ワタシにも苦手なものはあります
「ひぃぃいいいい!!」
現在、ワタシ、甲板上。ガイコツ、いっぱい、追いかけられてる。
「気持ち悪いというか不気味というか、そういうのが苦手なんですよぉ!」
幽霊は平気です。暗い所はそこそこです。中途半端なスプラッタは駄目です。ゾンビとガイコツダメ絶対です!
走り回っているうちに、途中で甲板上に張られてたロープでガイコツが転びます。そしてバラバラに。
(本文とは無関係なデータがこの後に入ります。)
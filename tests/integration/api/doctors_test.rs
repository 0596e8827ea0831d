//! Doctor API tests

use axum::http::{Method, StatusCode};
use clinic_backend::backend::routes::create_router;
use serde_json::{json, Value};

use crate::common::{create_admin, create_patient, get, post, send, test_state, token_for};

fn doctor(name: &str, specialty: &str, license: &str) -> Value {
    json!({
        "name": name,
        "email": format!("{}@clinic.vn", license.to_lowercase()),
        "phone": "0901234567",
        "specialty": specialty,
        "license_number": license,
        "patient_count": 500
    })
}

#[tokio::test]
async fn test_doctor_directory() {
    let state = test_state().await;
    let admin = create_admin(&state).await;
    let patient = create_patient(&state, "alice").await;
    let admin_token = token_for(&state, &admin);
    let patient_token = token_for(&state, &patient);
    let app = create_router(state);

    let created = post(&app, "/api/doctors", Some(&admin_token), doctor("Dr. An", "Mắt", "LIC-1")).await;
    assert_eq!(created.status, StatusCode::CREATED);
    assert_eq!(created.body["message"], "Doctor created successfully");
    assert_eq!(created.body["data"]["patient_count"], 0);
    assert_eq!(created.body["data"]["status"], "active");
    let id = created.body["data"]["id"].as_i64().unwrap();

    post(&app, "/api/doctors", Some(&admin_token), doctor("Dr. Binh", "Tim mạch", "LIC-2")).await;

    let listed = get(&app, "/api/doctors", Some(&patient_token)).await;
    assert_eq!(listed.status, StatusCode::OK);
    assert_eq!(listed.body["count"], 2);

    let none = get(&app, "/api/doctors?status=inactive", Some(&patient_token)).await;
    assert_eq!(none.body["count"], 0);
    assert_eq!(none.body["data"], json!([]));

    let specialties = get(&app, "/api/doctors/specialties", Some(&patient_token)).await;
    assert_eq!(specialties.body["data"], json!(["Mắt", "Tim mạch"]));

    let fetched = get(&app, &format!("/api/doctors/{}", id), Some(&patient_token)).await;
    assert_eq!(fetched.body["data"]["name"], "Dr. An");

    let updated = send(
        &app,
        Method::PUT,
        &format!("/api/doctors/{}", id),
        Some(&admin_token),
        Some(doctor("Dr. An", "Nhi khoa", "LIC-1")),
    )
    .await;
    assert_eq!(updated.status, StatusCode::OK);
    assert_eq!(updated.body["data"]["specialty"], "Nhi khoa");

    let deleted = send(
        &app,
        Method::DELETE,
        &format!("/api/doctors/{}", id),
        Some(&admin_token),
        None,
    )
    .await;
    assert_eq!(deleted.status, StatusCode::OK);

    let missing = get(&app, &format!("/api/doctors/{}", id), Some(&patient_token)).await;
    assert_eq!(missing.status, StatusCode::NOT_FOUND);
}

#[tokio::test]
async fn test_doctor_access_control() {
    let state = test_state().await;
    let patient = create_patient(&state, "alice").await;
    let token = token_for(&state, &patient);
    let app = create_router(state);

    assert_eq!(get(&app, "/api/doctors", None).await.status, StatusCode::UNAUTHORIZED);

    let forbidden = post(&app, "/api/doctors", Some(&token), doctor("Dr. An", "Mắt", "LIC-1")).await;
    assert_eq!(forbidden.status, StatusCode::FORBIDDEN);
}

#[tokio::test]
async fn test_duplicate_license_conflicts() {
    let state = test_state().await;
    let admin = create_admin(&state).await;
    let token = token_for(&state, &admin);
    let app = create_router(state);

    post(&app, "/api/doctors", Some(&token), doctor("Dr. An", "Mắt", "LIC-1")).await;

    let mut again = doctor("Dr. Other", "Mắt", "LIC-1");
    again["email"] = json!("other@clinic.vn");
    let conflict = post(&app, "/api/doctors", Some(&token), again).await;
    assert_eq!(conflict.status, StatusCode::CONFLICT);
    assert_eq!(conflict.body["field"], "license_number");
}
ボウリングでストライクとった時のような軽快な音とともにバラバラに。
「よし、それじゃあ中へと潜入です」
もう少し、ガイコツいた気がするのですが気のせいなんですよ。
ワタシは客室と思われる場所の入口の扉を開きます。
そしてワタシの視界に現れるガイコツふたり。
「…………」
『…………』
ゆっくりと扉をしめます。
ですが、数秒後には勢い良く扉が開けられて、ガイコツさんとご対面します。
「ピュアラ・ラルラ! ロープよ動け!」
もはや神頼みです。ワタシが神だとしても、新米からすれば上司は神なんです……あ、だめだ。ワタシの上司あの適当な人だった。
貼っていたロープと救出用の浮き輪につながってたロープを使って、ガイコツを縛り付けようとしました。
ですが――バランバランにくずれてしまいました。
「こういう世界のガイコツというかスケルトンって、もう少し骨の接続が硬い印象があったのですが……」
恐る恐るバラバラになった骨の横を歩いて、こんどこそ船内へと入っていきます。
「ピュアラ・ラルラ。松明よ灯れ!」
船内は真っ暗で、何も見えません。魔法で持ってきていた松明に火をつけます。
光で見えるようになった視界の範囲内では、敵はいなく特に足音なども聞こえません。ただし、所々ボロボロになっているのが気になります。
「これバグなんですよね……?」
果たして、これは内部に心臓のようなものがあるのかどうか。とにかく船内調査開始します!